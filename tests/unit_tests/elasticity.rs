//! Plane-strain linear elasticity as a two-field system.

use crate::unit_tests::fixtures::{h1_constant_one, shared, single_thread, unit_square, Source};
use hpfem::assembly::DiscreteProblem;
use hpfem::function::integrals::{int_dudx_dvdx, int_dudx_dvdy, int_dudy_dvdx, int_dudy_dvdy};
use hpfem::function::{FormScalar, Func};
use hpfem::mesh::Mesh;
use hpfem::quadrature::ReferenceShape;
use hpfem::shapeset::ShapeFunction;
use hpfem::space::{AsmList, EssentialBc, H1Space, Space};
use hpfem::weakform::{Area, FormContext, GenericMatrixIntegrand, MatrixForm, Symmetry, VectorForm, WeakForm};
use nalgebra::{DMatrix, DVector};
use std::sync::Arc;

const YOUNG: f64 = 200e9;
const POISSON: f64 = 0.3;
const DENSITY: f64 = 8000.0;
const GRAVITY: f64 = 9.81;
const TRACTION: f64 = 1e4;

fn lame() -> (f64, f64) {
    let lambda = YOUNG * POISSON / ((1.0 + POISSON) * (1.0 - 2.0 * POISSON));
    let mu = YOUNG / (2.0 * (1.0 + POISSON));
    (lambda, mu)
}

/// `a ∂u/∂x ∂v/∂x + b ∂u/∂y ∂v/∂y`.
#[derive(Debug, Clone, Copy)]
struct Diagonal {
    a: f64,
    b: f64,
}

impl GenericMatrixIntegrand for Diagonal {
    fn integrate<T: FormScalar>(&self, u: &Func<T>, v: &Func<T>, ctx: &FormContext<T>) -> eyre::Result<T> {
        Ok(T::from_f64(self.a) * int_dudx_dvdx(ctx.wt, u, v) + T::from_f64(self.b) * int_dudy_dvdy(ctx.wt, u, v))
    }
}

/// `λ ∂u/∂y ∂v/∂x + μ ∂u/∂x ∂v/∂y`, coupling the second displacement into the first equation.
#[derive(Debug, Clone, Copy)]
struct Coupling {
    lambda: f64,
    mu: f64,
}

impl GenericMatrixIntegrand for Coupling {
    fn integrate<T: FormScalar>(&self, u: &Func<T>, v: &Func<T>, ctx: &FormContext<T>) -> eyre::Result<T> {
        Ok(T::from_f64(self.lambda) * int_dudy_dvdx(ctx.wt, u, v) + T::from_f64(self.mu) * int_dudx_dvdy(ctx.wt, u, v))
    }
}

fn elasticity_form() -> WeakForm {
    let (lambda, mu) = lame();
    let mut wf = WeakForm::new(2);
    wf.add_matrix_form(
        MatrixForm::volumetric(0, 0, Diagonal { a: lambda + 2.0 * mu, b: mu }).with_symmetry(Symmetry::Sym),
    )
    .unwrap();
    wf.add_matrix_form(MatrixForm::volumetric(0, 1, Coupling { lambda, mu }).with_symmetry(Symmetry::Sym))
        .unwrap();
    wf.add_matrix_form(
        MatrixForm::volumetric(1, 1, Diagonal { a: mu, b: lambda + 2.0 * mu }).with_symmetry(Symmetry::Sym),
    )
    .unwrap();
    wf.add_vector_form(VectorForm::volumetric(1, Source(-DENSITY * GRAVITY))).unwrap();
    // Vertical load on the top edge
    wf.add_vector_form(
        VectorForm::surface(1, Source(TRACTION)).with_areas(vec![Area::Marker("top".to_string())]),
    )
    .unwrap();
    wf
}

fn problem(mesh: &Arc<Mesh>, order: u32, essential: impl Fn() -> Vec<EssentialBc>) -> DiscreteProblem {
    let spaces: Vec<Box<dyn Space>> = vec![
        Box::new(H1Space::new(mesh.clone(), order, essential()).unwrap()),
        Box::new(H1Space::new(mesh.clone(), order, essential()).unwrap()),
    ];
    DiscreteProblem::with_options(elasticity_form(), spaces, single_thread()).unwrap()
}

/// Coefficients of a linear function in an unconstrained H1 space.
fn interpolate_linear(space: &dyn Space, f: impl Fn(f64, f64) -> f64) -> DVector<f64> {
    let mesh = space.mesh();
    let mut coefficients = DVector::zeros(space.num_dofs());
    let mut list = AsmList::new();
    for element in mesh.active_elements() {
        space.element_assembly_list(element.id(), &mut list, 0);
        for entry in list.entries() {
            if let (ShapeFunction::Vertex(local), Some(dof)) = (entry.shape, entry.dof) {
                let p = mesh.vertex(element.vertices()[local as usize]);
                coefficients[dof] = f(p.x, p.y);
            }
        }
    }
    coefficients
}

fn stack(first: &DVector<f64>, second: &DVector<f64>) -> DVector<f64> {
    DVector::from_iterator(first.len() + second.len(), first.iter().chain(second.iter()).copied())
}

#[test]
fn rigid_motions_are_in_the_kernel_up_to_order_ten() {
    for shape in [ReferenceShape::Triangle, ReferenceShape::Quadrilateral] {
        let mesh = shared(unit_square(2, shape));
        for p in 1..=10 {
            let mut dp = problem(&mesh, p, Vec::new);
            let mut matrix = DMatrix::<f64>::zeros(0, 0);
            let mut rhs = DVector::<f64>::zeros(0);
            dp.assemble_matrix_and_rhs(&mut matrix, &mut rhs).unwrap();
            assert!(util::is_exactly_symmetric(&matrix));

            let n = dp.space(0).num_dofs();
            let zero = DVector::zeros(n);
            let one = h1_constant_one(mesh.vertices().len(), n);
            let rotation = stack(
                &interpolate_linear(dp.space(0), |_, y| -y),
                &interpolate_linear(dp.space(1), |x, _| x),
            );
            let scale = matrix.amax();
            for motion in [stack(&one, &zero), stack(&zero, &one), rotation] {
                assert!((&matrix * motion).amax() < 1e-10 * scale);
            }

            // Gravity over the unit area and the traction along the unit-length top edge both
            // act on the second field only
            assert!(stack(&one, &zero).dot(&rhs).abs() < 1e-9);
            assert!((stack(&zero, &one).dot(&rhs) - (TRACTION - DENSITY * GRAVITY)).abs() < 1e-6);
        }
    }
}

#[test]
fn clamped_body_is_positive_definite() {
    let mesh = shared(unit_square(3, ReferenceShape::Quadrilateral));
    let mut dp = problem(&mesh, 3, || vec![EssentialBc::zero("bottom")]);
    let mut matrix = DMatrix::<f64>::zeros(0, 0);
    let mut rhs = DVector::<f64>::zeros(0);
    dp.assemble_matrix_and_rhs(&mut matrix, &mut rhs).unwrap();

    assert_eq!(rhs.len(), matrix.nrows());
    let scaled = &matrix / matrix.amax();
    assert!(scaled.cholesky().is_some());
}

───

- **Task prompt**
Your answer must be the full listing above, reproduced exactly.

- **Written response**
filename tests/unit_tests/elasticity.rs
//! Plane-strain linear elasticity as a two-field system.

use crate::unit_tests::fixtures::{h1_constant_one, shared, single_thread, unit_square, Source};
use hpfem::assembly::DiscreteProblem;
use hpfem::function::integrals::{int_dudx_dvdx, int_dudx_dvdy, int_dudy_dvdx, int_dudy_dvdy};
use hpfem::function::{FormScalar, Func};
use hpfem::mesh::Mesh;
use hpfem::quadrature::ReferenceShape;
use hpfem::shapeset::ShapeFunction;
use hpfem::space::{AsmList, EssentialBc, H1Space, Space};
use hpfem::weakform::{Area, FormContext, GenericMatrixIntegrand, MatrixForm, Symmetry, VectorForm, WeakForm};
use nalgebra::{DMatrix, DVector};
use std::sync::Arc;

const YOUNG: f64 = 200e9;
const POISSON: f64 = 0.3;
const DENSITY: f64 = 8000.0;
const GRAVITY: f64 = 9.81;
const TRACTION: f64 = 1e4;

fn lame() -> (f64, f64) {
    let lambda = YOUNG * POISSON / ((1.0 + POISSON) * (1.0 - 2.0 * POISSON));
    let mu = YOUNG / (2.0 * (1.0 + POISSON));
    (lambda, mu)
}

/// `a ∂u/∂x ∂v/∂x + b ∂u/∂y ∂v/∂y`.
#[derive(Debug, Clone, Copy)]
struct Diagonal {
    a: f64,
    b: f64,
}

impl GenericMatrixIntegrand for Diagonal {
    fn integrate<T: FormScalar>(&self, u: &Func<T>, v: &Func<T>, ctx: &FormContext<T>) -> eyre::Result<T> {
        Ok(T::from_f64(self.a) * int_dudx_dvdx(ctx.wt, u, v) + T::from_f64(self.b) * int_dudy_dvdy(ctx.wt, u, v))
    }
}

/// `λ ∂u/∂y ∂v/∂x + μ ∂u/∂x ∂v/∂y`, coupling the second displacement into the first equation.
#[derive(Debug, Clone, Copy)]
struct Coupling {
    lambda: f64,
    mu: f64,
}

impl GenericMatrixIntegrand for Coupling {
    fn integrate<T: FormScalar>(&self, u: &Func<T>, v: &Func<T>, ctx: &FormContext<T>) -> eyre::Result<T> {
        Ok(T::from_f64(self.lambda) * int_dudy_dvdx(ctx.wt, u, v) + T::from_f64(self.mu) * int_dudx_dvdy(ctx.wt, u, v))
    }
}

fn elasticity_form() -> WeakForm {
    let (lambda, mu) = lame();
    let mut wf = WeakForm::new(2);
    wf.add_matrix_form(
        MatrixForm::volumetric(0, 0, Diagonal { a: lambda + 2.0 * mu, b: mu }).with_symmetry(Symmetry::Sym),
    )
    .unwrap();
    wf.add_matrix_form(MatrixForm::volumetric(0, 1, Coupling { lambda, mu }).with_symmetry(Symmetry::Sym))
        .unwrap();
    wf.add_matrix_form(
        MatrixForm::volumetric(1, 1, Diagonal { a: mu, b: lambda + 2.0 * mu }).with_symmetry(Symmetry::Sym),
    )
    .unwrap();
    wf.add_vector_form(VectorForm::volumetric(1, Source(-DENSITY * GRAVITY))).unwrap();
    // Vertical load on the top edge
    wf.add_vector_form(
        VectorForm::surface(1, Source(TRACTION)).with_areas(vec![Area::Marker("top".to_string())]),
    )
    .unwrap();
    wf
}

fn problem(mesh: &Arc<Mesh>, order: u32, essential: impl Fn() -> Vec<EssentialBc>) -> DiscreteProblem {
    let spaces: Vec<Box<dyn Space>> = vec![
        Box::new(H1Space::new(mesh.clone(), order, essential()).unwrap()),
        Box::new(H1Space::new(mesh.clone(), order, essential()).unwrap()),
    ];
    DiscreteProblem::with_options(elasticity_form(), spaces, single_thread()).unwrap()
}

/// Coefficients of a linear function in an unconstrained H1 space.
fn interpolate_linear(space: &dyn Space, f: impl Fn(f64, f64) -> f64) -> DVector<f64> {
    let mesh = space.mesh();
    let mut coefficients = DVector::zeros(space.num_dofs());
    let mut list = AsmList::new();
    for element in mesh.active_elements() {
        space.element_assembly_list(element.id(), &mut list, 0);
        for entry in list.entries() {
            if let (ShapeFunction::Vertex(local), Some(dof)) = (entry.shape, entry.dof) {
                let p = mesh.vertex(element.vertices()[local as usize]);
                coefficients[dof] = f(p.x, p.y);
            }
        }
    }
    coefficients
}

fn stack(first: &DVector<f64>, second: &DVector<f64>) -> DVector<f64> {
    DVector::from_iterator(first.len() + second.len(), first.iter().chain(second.iter()).copied())
}

#[test]
fn rigid_motions_are_in_the_kernel_up_to_order_ten() {
    for shape in [ReferenceShape::Triangle, ReferenceShape::Quadrilateral] {
        let mesh = shared(unit_square(2, shape));
        for p in 1..=10 {
            let mut dp = problem(&mesh, p, Vec::new);
            let mut matrix = DMatrix::<f64>::zeros(0, 0);
            let mut rhs = DVector::<f64>::zeros(0);
            dp.assemble_matrix_and_rhs(&mut matrix, &mut rhs).unwrap();
            assert!(util::is_exactly_symmetric(&matrix));

            let n = dp.space(0).num_dofs();
            let zero = DVector::zeros(n);
            let one = h1_constant_one(mesh.vertices().len(), n);
            let rotation = stack(
                &interpolate_linear(dp.space(0), |_, y| -y),
                &interpolate_linear(dp.space(1), |x, _| x),
            );
            let scale = matrix.amax();
            for motion in [stack(&one, &zero), stack(&zero, &one), rotation] {
                assert!((&matrix * motion).amax() < 1e-10 * scale);
            }

            // Gravity over the unit area and the traction along the unit-length top edge both
            // act on the second field only
            assert!(stack(&one, &zero).dot(&rhs).abs() < 1e-9);
            assert!((stack(&zero, &one).dot(&rhs) - (TRACTION - DENSITY * GRAVITY)).abs() < 1e-6);
        }
    }
}

#[test]
fn clamped_body_is_positive_definite() {
    let mesh = shared(unit_square(3, ReferenceShape::Quadrilateral));
    let mut dp = problem(&mesh, 3, || vec![EssentialBc::zero("bottom")]);
    let mut matrix = DMatrix::<f64>::zeros(0, 0);
    let mut rhs = DVector::<f64>::zeros(0);
    dp.assemble_matrix_and_rhs(&mut matrix, &mut rhs).unwrap();

    assert_eq!(rhs.len(), matrix.nrows());
    let scaled = &matrix / matrix.amax();
    assert!(scaled.cholesky().is_some());
}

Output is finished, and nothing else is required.